II. LA POSITION DE VOTRE COMMISSION : LA NÉCESSITÉ D'UNE ENTRÉE EN VIGUEUR RAPIDE DU TEXTE
A. DES RÉSERVES SUR LE NIVEAU ARBITRAIREMENT RETENU POUR LE PLAFONNEMENT DES SEUILS RÉGLEMENTAIRES
Lors de la première lecture, votre rapporteur avait délibérément souhaité que les seuils d'application des dispositifs ne soient pas définis dans la loi, car il s'agit d'une compétence manifestement réglementaire . De plus, le niveau de ces seuils est lui-même sujet à débat : le seuil de 250 grammes, à partir duquel un drone est capable de voler en extérieur, a été retenu par les États-Unis et le Danemark ; le seuil de 1 kg correspond à la capacité d'emport d'un drone équipé d'une grenade légère, et est par exemple retenu par l'Agence européenne de la sécurité aérienne (EASA) pour distinguer les drones jouets des autres engins.

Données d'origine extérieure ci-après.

//! Soundfont/engine pairing state.
//!
//! ```text
//! Unloaded --load--> Loading --accepted--> Ready --unload--> Unloaded
//!                       |                    |
//!                       +--failed--> Failed  +--load--> Loading
//!                                      |
//!                                      +--load--> Loading
//! ```

use midiengine_ports::synth::SoundFontInfo;
use serde::{Deserialize, Serialize};
use std::path::{Path, PathBuf};

#[derive(Clone, Debug, PartialEq, Eq, Serialize, Deserialize)]
#[serde(tag = "state", content = "reason")]
pub enum EngineState {
    Unloaded,
    Loading,
    Ready,
    Failed(String),
}

impl EngineState {
    pub fn is_ready(&self) -> bool {
        matches!(self, EngineState::Ready)
    }
}

/// The bank currently accepted by the backend.
#[derive(Clone, Debug, PartialEq, Eq)]
pub struct SoundfontHandle {
    generation: u64,
    path: PathBuf,
    info: SoundFontInfo,
}

impl SoundfontHandle {
    pub fn generation(&self) -> u64 {
        self.generation
    }

    pub fn path(&self) -> &Path {
        &self.path
    }

    pub fn info(&self) -> &SoundFontInfo {
        &self.info
    }
}

#[derive(Debug)]
pub struct Lifecycle {
    state: EngineState,
    handle: Option<SoundfontHandle>,
    generation: u64,
}

impl Default for Lifecycle {
    fn default() -> Self {
        Self::new()
    }
}

impl Lifecycle {
    pub fn new() -> Self {
        Self {
            state: EngineState::Unloaded,
            handle: None,
            generation: 0,
        }
    }

    pub fn state(&self) -> &EngineState {
        &self.state
    }

    pub fn is_ready(&self) -> bool {
        self.state.is_ready()
    }

    pub fn handle(&self) -> Option<&SoundfontHandle> {
        self.handle.as_ref()
    }

    /// Enter `Loading` from any state. The previous handle is released
    /// whatever the outcome of the new load.
    pub fn begin_load(&mut self) -> Option<SoundfontHandle> {
        self.state = EngineState::Loading;
        self.handle.take()
    }

    pub fn complete_load(&mut self, path: &Path, info: SoundFontInfo) -> &SoundfontHandle {
        self.generation += 1;
        self.state = EngineState::Ready;
        self.handle.insert(SoundfontHandle {
            generation: self.generation,
            path: path.to_path_buf(),
            info,
        })
    }

    pub fn fail_load(&mut self, reason: impl Into<String>) {
        self.state = EngineState::Failed(reason.into());
        self.handle = None;
    }

    pub fn unload(&mut self) -> Option<SoundfontHandle> {
        self.state = EngineState::Unloaded;
        self.handle.take()
    }
}
//! Authentication error types.

use thiserror::Error;

/// Result type for authentication operations.
pub type AuthResult<T> = Result<T, AuthError>;

/// Errors raised while extracting or validating credentials.
#[derive(Debug, Error)]
pub enum AuthError {
    /// No `Authorization` header on the request.
    #[error("authorization header is missing")]
    MissingHeader,

    /// The header does not use the `Bearer` scheme.
    #[error("authorization header is not of type Bearer")]
    NotBearer,

    /// `Bearer ` with nothing after it.
    #[error("authorization token is missing")]
    MissingToken,

    /// The token's `exp` claim is in the past.
    #[error("authorization token has expired")]
    Expired,

    /// Bad signature, wrong issuer, wrong algorithm or malformed token.
    #[error("invalid authorization token: {0}")]
    InvalidToken(#[source] jsonwebtoken::errors::Error),

    /// Issue time plus the configured lifetime does not fit a timestamp.
    #[error("token expiration of {secs}s overflows the expiry timestamp")]
    ExpirationOverflow { secs: u64 },

    /// Token could not be signed.
    #[error("failed to sign token: {0}")]
    Signing(#[source] jsonwebtoken::errors::Error),
}

impl AuthError {
    /// HTTP status a host should answer with.
    pub const fn status_code(&self) -> u16 {
        match self {
            Self::MissingHeader | Self::NotBearer => 400,
            Self::MissingToken | Self::Expired | Self::InvalidToken(_) => 401,
            Self::ExpirationOverflow { .. } | Self::Signing(_) => 500,
        }
    }
}
//! Error types for policy parsing and evaluation.
//!
//! Only [`EvaluationError`] aborts a decision. Predicate failures are
//! absorbed by the comparator that raised them (see
//! [`crate::predicate::PredicateError`]).

use std::path::PathBuf;
use std::sync::Arc;

use thiserror::Error;

use crate::attributes::ValueKind;

/// Boxed error returned by caller-supplied extension points.
pub type BoxError = Box<dyn std::error::Error + Send + Sync + 'static>;

/// Fatal evaluation errors. Every variant resolves to a DENIED decision.
#[derive(Debug, Clone, Error)]
pub enum EvaluationError {
    /// The context was built with a preconfigured error.
    #[error("evaluation context is misconfigured: {0}")]
    Misconfigured(Arc<dyn std::error::Error + Send + Sync>),

    /// A statement's effect is not exactly `Allow` or `Deny`.
    #[error("invalid effect: {effect}")]
    InvalidEffect { effect: String },

    /// A comparator references an attribute the request does not carry.
    #[error("key {key} not found in {kind} properties of resource")]
    MissingAttribute { key: String, kind: ValueKind },

    /// The validation override returned an error.
    #[error("validation override failed: {0}")]
    Override(Arc<dyn std::error::Error + Send + Sync>),
}

impl EvaluationError {
    /// Wraps an error produced outside the engine as a preconfigured error.
    pub fn misconfigured(err: impl Into<BoxError>) -> Self {
        Self::Misconfigured(Arc::from(err.into()))
    }

    pub(crate) fn from_override(err: BoxError) -> Self {
        Self::Override(Arc::from(err))
    }
}

/// Errors raised while turning policy JSON into documents.
#[derive(Debug, Error)]
pub enum ParseError {
    #[error("malformed policy document: {0}")]
    Json(#[from] serde_json::Error),

    #[error("failed to read policy file at {path}: {source}")]
    Io {
        path: PathBuf,
        source: std::io::Error,
    },

    #[error("failed to parse policy file at {path}: {source}")]
    File {
        path: PathBuf,
        source: serde_json::Error,
    },
}

/// Result type for evaluation.
pub type Result<T> = std::result::Result<T, EvaluationError>;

Enfin, la miniaturisation croissante des appareils conduit naturellement à vouloir conserver une certaine souplesse dans la réglementation.

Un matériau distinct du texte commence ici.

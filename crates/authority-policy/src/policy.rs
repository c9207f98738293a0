//! Policy document definitions.
//!
//! A policy document is an ordered list of statements. Each statement pairs
//! an effect with a resource, a set of actions and an optional condition.
//! Field names follow the JSON wire format (`Version`, `PolicyID`,
//! `Statement`, `Effect`, `Resource`, `Action`, `Condition`).

use std::collections::BTreeMap;
use std::fmt;
use std::str::FromStr;

use serde::{Deserialize, Serialize};

use crate::error::EvaluationError;

// ============================================================================
// Effect
// ============================================================================

/// The effect of a statement: allow or deny access.
#[derive(Debug, Clone, Copy, PartialEq, Eq, Hash, Serialize, Deserialize)]
pub enum Effect {
    /// Grant access.
    Allow,
    /// Deny access.
    Deny,
}

impl Effect {
    pub const fn as_str(self) -> &'static str {
        match self {
            Self::Allow => "Allow",
            Self::Deny => "Deny",
        }
    }
}

impl fmt::Display for Effect {
    fn fmt(&self, f: &mut fmt::Formatter<'_>) -> fmt::Result {
        f.write_str(self.as_str())
    }
}

impl FromStr for Effect {
    type Err = EvaluationError;

    /// Parses the exact literals `Allow` and `Deny`. Matching is case-sensitive.
    fn from_str(s: &str) -> Result<Self, Self::Err> {
        match s {
            "Allow" => Ok(Self::Allow),
            "Deny" => Ok(Self::Deny),
            other => Err(EvaluationError::InvalidEffect {
                effect: other.to_string(),
            }),
        }
    }
}

// ============================================================================
// Comparator
// ============================================================================

/// Names a registered custom predicate and where its second operand comes from.
///
/// Exactly one of `string_arg`, `prop_arg` and `user_arg` must be set.
#[derive(Debug, Clone, Default, PartialEq, Eq, Serialize, Deserialize)]
#[serde(rename_all = "PascalCase")]
pub struct ValidationFunc {
    /// Registry name of the predicate.
    #[serde(default)]
    pub function: String,
    /// Literal second operand.
    #[serde(default, skip_serializing_if = "Option::is_none")]
    pub string_arg: Option<String>,
    /// Second operand read from the request's string attributes.
    #[serde(default, skip_serializing_if = "Option::is_none")]
    pub prop_arg: Option<String>,
    /// Second operand resolved from the subject.
    #[serde(default, skip_serializing_if = "Option::is_none")]
    pub user_arg: Option<String>,
}

impl ValidationFunc {
    pub fn new(function: impl Into<String>) -> Self {
        Self {
            function: function.into(),
            ..Self::default()
        }
    }

    pub fn with_string_arg(mut self, value: impl Into<String>) -> Self {
        self.string_arg = Some(value.into());
        self
    }

    pub fn with_prop_arg(mut self, key: impl Into<String>) -> Self {
        self.prop_arg = Some(key.into());
        self
    }

    pub fn with_user_arg(mut self, key: impl Into<String>) -> Self {
        self.user_arg = Some(key.into());
        self
    }
}

/// A bundle of sub-predicates tested against one named attribute.
///
/// Every present sub-predicate must hold for the comparator to match. A
/// comparator with no sub-predicates matches vacuously.
#[derive(Debug, Clone, Default, PartialEq, Serialize, Deserialize)]
#[serde(rename_all = "PascalCase")]
pub struct Comparator {
    #[serde(default, skip_serializing_if = "Option::is_none")]
    pub string_in: Option<Vec<String>>,
    #[serde(default, skip_serializing_if = "Option::is_none")]
    pub string_equal: Option<String>,
    #[serde(default, skip_serializing_if = "Option::is_none")]
    pub integer_in: Option<Vec<i64>>,
    #[serde(default, skip_serializing_if = "Option::is_none")]
    pub integer_equal: Option<i64>,
    #[serde(default, skip_serializing_if = "Option::is_none")]
    pub float_in: Option<Vec<f64>>,
    #[serde(default, skip_serializing_if = "Option::is_none")]
    pub float_equal: Option<f64>,
    #[serde(default, skip_serializing_if = "Option::is_none")]
    pub boolean_equal: Option<bool>,
    /// Subject attribute key whose value must equal the resource's string attribute.
    #[serde(default, skip_serializing_if = "Option::is_none")]
    pub user_prop_equal: Option<String>,
    #[serde(default, skip_serializing_if = "Option::is_none")]
    pub validation_func: Option<ValidationFunc>,
}

impl Comparator {
    /// Creates a comparator with no sub-predicates.
    pub fn new() -> Self {
        Self::default()
    }

    pub fn with_string_in<I, S>(mut self, values: I) -> Self
    where
        I: IntoIterator<Item = S>,
        S: Into<String>,
    {
        self.string_in = Some(values.into_iter().map(Into::into).collect());
        self
    }

    pub fn with_string_equal(mut self, value: impl Into<String>) -> Self {
        self.string_equal = Some(value.into());
        self
    }

    pub fn with_integer_in(mut self, values: impl IntoIterator<Item = i64>) -> Self {
        self.integer_in = Some(values.into_iter().collect());
        self
    }

    pub fn with_integer_equal(mut self, value: i64) -> Self {
        self.integer_equal = Some(value);
        self
    }

    pub fn with_float_in(mut self, values: impl IntoIterator<Item = f64>) -> Self {
        self.float_in = Some(values.into_iter().collect());
        self
    }

    pub fn with_float_equal(mut self, value: f64) -> Self {
        self.float_equal = Some(value);
        self
    }

    pub fn with_boolean_equal(mut self, value: bool) -> Self {
        self.boolean_equal = Some(value);
        self
    }

    pub fn with_user_prop_equal(mut self, key: impl Into<String>) -> Self {
        self.user_prop_equal = Some(key.into());
        self
    }

    pub fn with_validation_func(mut self, func: ValidationFunc) -> Self {
        self.validation_func = Some(func);
        self
    }

    /// Returns `true` if no sub-predicate is set.
    pub fn is_empty(&self) -> bool {
        *self == Self::default()
    }
}

// ============================================================================
// Condition
// ============================================================================

/// Attribute key -> comparator mapping used by one quantifier group.
pub type ComparatorMap = BTreeMap<String, Comparator>;

/// Two independent quantifier groups. Both must pass for the condition to match.
///
/// An absent or empty group passes vacuously.
#[derive(Debug, Clone, Default, PartialEq, Serialize, Deserialize)]
pub struct Condition {
    /// At least one comparator in the group must match.
    #[serde(
        rename = "AtLeastOne",
        default,
        skip_serializing_if = "Option::is_none"
    )]
    pub at_least_one: Option<ComparatorMap>,
    /// Every comparator in the group must match.
    #[serde(
        rename = "MustHaveAll",
        default,
        skip_serializing_if = "Option::is_none"
    )]
    pub must_have_all: Option<ComparatorMap>,
}

impl Condition {
    pub fn new() -> Self {
        Self::default()
    }

    /// Adds a comparator to the `AtLeastOne` group (builder pattern).
    pub fn with_at_least_one(mut self, key: impl Into<String>, comparator: Comparator) -> Self {
        self.at_least_one
            .get_or_insert_with(BTreeMap::new)
            .insert(key.into(), comparator);
        self
    }

    /// Adds a comparator to the `MustHaveAll` group (builder pattern).
    pub fn with_must_have_all(mut self, key: impl Into<String>, comparator: Comparator) -> Self {
        self.must_have_all
            .get_or_insert_with(BTreeMap::new)
            .insert(key.into(), comparator);
        self
    }
}

// ============================================================================
// Statement
// ============================================================================

/// One rule inside a policy document.
///
/// The effect is kept as the raw string from the document. It is checked
/// when the statement set is evaluated, not when it is parsed.
#[derive(Debug, Clone, Default, PartialEq, Serialize, Deserialize)]
pub struct Statement {
    #[serde(rename = "Effect", default)]
    pub effect: String,
    /// Exact-match resource identifier.
    #[serde(rename = "Resource", default)]
    pub resource: String,
    /// Actions this statement covers.
    #[serde(rename = "Action", alias = "Actions", default)]
    pub actions: Vec<String>,
    #[serde(
        rename = "Condition",
        alias = "Conditions",
        default,
        skip_serializing_if = "Option::is_none"
    )]
    pub condition: Option<Condition>,
}

impl Statement {
    /// Creates a statement from a raw effect string.
    pub fn new<I, S>(effect: impl Into<String>, resource: impl Into<String>, actions: I) -> Self
    where
        I: IntoIterator<Item = S>,
        S: Into<String>,
    {
        Self {
            effect: effect.into(),
            resource: resource.into(),
            actions: actions.into_iter().map(Into::into).collect(),
            condition: None,
        }
    }

    /// Creates an `Allow` statement.
    pub fn allow<I, S>(resource: impl Into<String>, actions: I) -> Self
    where
        I: IntoIterator<Item = S>,
        S: Into<String>,
    {
        Self::new(Effect::Allow.as_str(), resource, actions)
    }

    /// Creates a `Deny` statement.
    pub fn deny<I, S>(resource: impl Into<String>, actions: I) -> Self
    where
        I: IntoIterator<Item = S>,
        S: Into<String>,
    {
        Self::new(Effect::Deny.as_str(), resource, actions)
    }

    pub fn with_condition(mut self, condition: Condition) -> Self {
        self.condition = Some(condition);
        self
    }

    /// Parses the effect string.
    pub fn effect(&self) -> Result<Effect, EvaluationError> {
        self.effect.parse()
    }

    /// Returns `true` if this statement covers the resource/action pair.
    ///
    /// Resource matching is exact string equality; action matching is set
    /// membership. No wildcards.
    pub fn applies_to(&self, resource: &str, action: &str) -> bool {
        self.resource == resource && self.actions.iter().any(|a| a == action)
    }
}

// ============================================================================
// PolicyDocument
// ============================================================================

/// A versioned, named list of statements.
#[derive(Debug, Clone, Default, PartialEq, Serialize, Deserialize)]
pub struct PolicyDocument {
    #[serde(rename = "Version", default)]
    pub version: i64,
    /// Informational identifier, surfaced in decisions and logs.
    #[serde(rename = "PolicyID", default)]
    pub policy_id: String,
    #[serde(rename = "Statement", alias = "Statements", default)]
    pub statements: Vec<Statement>,
}

impl PolicyDocument {
    pub fn new(policy_id: impl Into<String>) -> Self {
        Self {
            version: 1,
            policy_id: policy_id.into(),
            statements: Vec::new(),
        }
    }

    pub fn with_version(mut self, version: i64) -> Self {
        self.version = version;
        self
    }

    /// Appends a statement (builder pattern).
    pub fn with_statement(mut self, statement: Statement) -> Self {
        self.statements.push(statement);
        self
    }
}

// ============================================================================
// Tests
// ============================================================================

Dans l'hypothèse, plus que probable, où le pouvoir réglementaire tarderait à prendre les mesures réglementaires d'application, le plafonnement des seuils à 800 grammes, retenu par les députés, présente l'intérêt de fixer une référence pour les constructeurs, et contribue à la sécurité juridique . En effet, d'après les informations communiquées à votre rapporteur, si l' arrêté relatif à la formation et aux compétences des télépilotes de drones professionnels pourrait paraître prochainement, il n'en va pas de même pour les autres textes réglementaires d'application, pour lesquels aucune perspective n'a été fournie à ce stade.
Pour autant, l'inscription d'un tel plafonnement dans la loi pourrait éventuellement nécessiter sa révision prochaine. Certes, la réglementation européenne ne devrait probablement pas voir le jour avant 2018 : le Parlement européen examinera en première lecture un projet de règlement vers la fin de l'année. Elle sera ensuite complétée par des règles de l'Agence européenne de sécurité aérienne, qui fixeront probablement des seuils en fonction de plusieurs paramètres (poids, altitude, utilisation, vitesse). Si ces règles sont contradictoires avec les nôtres, elles pourraient entraîner un réexamen de notre législation , qu'un renvoi au décret aurait permis d'éviter.
Au-delà de ces considérations juridiques, les débats à l'Assemblée nationale ont montré toute la difficulté de retenir un niveau arbitraire sans réel fondement scientifique . De fait, la rapporteure présente ce plafonnement comme celui permettant de cibler a minima les 10 % d'appareils les plus dangereux : d'après elle, un plafonnement à 1kg ne permettrait de cibler que 6% des appareils, et priverait la loi de toute portée utile. Elle suggère également que ce plafonnement correspond à une rupture de gamme , et donc de prix, entre les drones très grand public et les autres. Votre rapporteur n'approuve pas ce raisonnement , dans la mesure où le Parrot Disco (750 grammes - 1299 €) est sensiblement au même prix que le DJI Phantom 4 (1 380 grammes - 1399 €) par exemple.
Surtout, bien qu'il ait à coeur de soutenir l'industrie française, en particulier lorsqu'elle est en pointe dans des secteurs innovants, votre rapporteur s'inquiète du fait que ce plafonnement arbitraire à 800 grammes puisse être trop facilement qualifié de protectionniste . En effet, les modèles phares de Parrot sont systématiquement en-dessous du seuil : le quadricoptère Bebop 2 pèse 500 grammes et la nouvelle aile Disco pèse 750 grammes. A contrario , les produits grand public du chinois DJI sont systématiquement au-dessus : le Phantom 3 pèse 1280 grammes et le Phantom 4 pèse 1380 grammes. Certes, DJI vient de sortir un nouveau modèle Mavic qui pèse 743 grammes, mais il n'est pas certain que cela suffise à convaincre de la neutralité du choix de 800 grammes.
Enfin, un plafonnement uniforme à 800 grammes laisse entendre que le seuil réglementaire pourrait être le même pour les différentes obligations d'enregistrement (article 1 er ), de formation (article 2) et de signalement/limitation de capacités (article 4). Ceci est co ntraire à l'esprit initial de la proposition de loi , qui vise à mettre en place une série d' obligations croissantes en fonction de la dangerosité potentielle du drone utilisé , en général corrélée à son poids. Il ne serait pas aberrant que l'obligation d'enregistrement s'impose à tous les drones capables de voler en extérieur (soit au-dessus de 250 g) et que le signalement électronique ne concerne que les plus lourds (au-dessus de 800 g par exemple).